The paper also announces that a business case is being built for a new research institution to act as a focal point for developments in battery technology, energy storage and grid technology.
In particular, the paper commits the government to “a programme of research and innovation in energy storage and other smart technologies which aligns with the work underway on designing a smart grid and the rollout of public charging points for electric vehicles, and smart meters at homes and commercial properties.”
Electric vehicles are also highlighted in the paper as a key sector going forward, with the government intending to “accelerate the transition of auto manufacturing to ultra-low emission vehicles”.
To further support research and development, a new Industrial Strategy Challenge Fund has been unveiled to back technologies at all stages of development, focusing on key areas that include smart, clean energy and advanced manufacturing processes and materials.
Included in the plans is an allocation of £556 million to support the Northern Powerhouse, with £328 million to be spent in the North West.

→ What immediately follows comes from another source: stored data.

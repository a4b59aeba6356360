// Copyright the TDX Hydro contributors. All rights reserved.
//
// Licensed under the Apache License, Version 2.0 (the "License");
// you may not use this file except in compliance with the License.
// You may obtain a copy of the License in the LICENSE file at the
// root of this repository, or online at
//
//     http://www.apache.org/licenses/LICENSE-2.0
//
// Unless required by applicable law or agreed to in writing, software
// distributed under the License is distributed on an "AS IS" BASIS,
// WITHOUT WARRANTIES OR CONDITIONS OF ANY KIND, either express or implied.
// See the License for the specific language governing permissions and
// limitations under the License.

use crate::link_id::LinkId;

/// A Modified Nested Set Index triple (spec §3).
///
/// `discover`/`finish` are unique within a tree and `discover < finish`;
/// containment of intervals between two reaches sharing a `root_id`
/// determines the upstream relation (P3).
#[derive(Debug, Clone, Copy, PartialEq, Eq)]
pub struct Mnsi {
    pub root_id: LinkId,
    pub discover: i32,
    pub finish: i32,
}

impl Mnsi {
    pub fn new(root_id: LinkId, discover: i32, finish: i32) -> Self {
        Mnsi { root_id, discover, finish }
    }

    /// P5: a leaf's finish time is exactly one past its discover time.
    pub fn is_leaf(&self) -> bool {
        self.finish == self.discover + 1
    }

    /// Subtree size minus one; used by the dissolve planner as the initial
    /// upper bound on `element_count` (spec §4.4).
    pub fn subtree_bound(&self) -> i64 {
        (self.finish - self.discover) as i64
    }

    /// P3: `self` is upstream of `other` iff they share a root and
    /// `self`'s interval is contained in `other`'s.
    pub fn is_upstream_of(&self, other: &Mnsi) -> bool {
        self.root_id == other.root_id && self.discover >= other.discover && self.finish <= other.finish
    }
}

/// Indices into `mnsi` of every entry upstream of (and including) `target`,
/// per the containment invariant P3.
///
/// Shared by the dissolve planner's `element_count` recompute
/// (SPEC_FULL.md §4.4) and the delineation API's `upstream_basins`
/// (SPEC_FULL.md §4.5), grounded on `original_source/delineation/
/// delineate.py`'s `subset_network`, so the filter is defined exactly once.
pub fn upstream_indices(target: &Mnsi, mnsi: &[Mnsi]) -> Vec<usize> {
    mnsi.iter()
        .enumerate()
        .filter(|(_, m)| m.is_upstream_of(target))
        .map(|(i, _)| i)
        .collect()
}

#[cfg(test)]
mod tests {
    use super::*;

    #[test]
    fn leaf_characterization() {
        let leaf = Mnsi::new(LinkId(1), 4, 5);
        assert!(leaf.is_leaf());
        let internal = Mnsi::new(LinkId(1), 1, 10);
        assert!(!internal.is_leaf());
    }

    #[test]
    fn single_node_tree_boundary_case() {
        // spec §8: single-node tree has MNSI = (id, 1, 2).
        let m = Mnsi::new(LinkId(7), 1, 2);
        assert!(m.is_leaf());
        assert_eq!(m.subtree_bound(), 1);
    }

    #[test]
    fn containment_is_upstream() {
        let root = Mnsi::new(LinkId(50), 1, 10);
        let mid = Mnsi::new(LinkId(30), 3, 8);
        let other_root = Mnsi::new(LinkId(99), 3, 8);

        assert!(mid.is_upstream_of(&root));
        assert!(!root.is_upstream_of(&mid));
        assert!(mid.is_upstream_of(&mid));
        assert!(!other_root.is_upstream_of(&root));
    }

    #[test]
    fn upstream_indices_matches_scenario_one() {
        // Linear chain 10->20->30->40->50 (spec §8 scenario 1, via scenario 6's
        // orientation check): upstream of 30 is {10, 20, 30}.
        let ids = [LinkId(10), LinkId(20), LinkId(30), LinkId(40), LinkId(50)];
        let root = LinkId(50);
        let mnsi = vec![
            Mnsi::new(root, 5, 6),
            Mnsi::new(root, 4, 7),
            Mnsi::new(root, 3, 8),
            Mnsi::new(root, 2, 9),
            Mnsi::new(root, 1, 10),
        ];
        let target = mnsi[2]; // link 30
        let got: Vec<LinkId> = upstream_indices(&target, &mnsi).into_iter().map(|i| ids[i]).collect();
        let mut got = got;
        got.sort();
        assert_eq!(got, vec![LinkId(10), LinkId(20), LinkId(30)]);
    }
}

Prime Minister Theresa May said: “Underpinning this strategy is a new approach to government, not just stepping back and leaving business to get on with the job, but stepping up to a new, active role that backs business and ensures more people in all corners of the country share in the benefits of its success.
“Through this new approach we will move beyond short-term thinking to focus on the big decisions that will deliver long-term, sustainable success.”
The initial strategy has been largely welcomed by the business community.
Commenting on the proposals, Dr Daniel Strosnider, business development manager for the energy division at Bolton-headquartered contractor, Forrest, said: “As interest in battery storage and decentralised energy grows, we hope the strategy fund plays a role in promoting an innovative and prosperous low carbon society.
“It is important that sustainability and efficiency are at the heart of the strategy, whereby the funding creates long lasting and viable growth, which will continue to improve lives across the region for decades to come.
The government is now calling for feedback on its proposals, including the steps it should take to limit energy costs, and how it might support businesses to realise cost savings through greater resource and energy efficiency.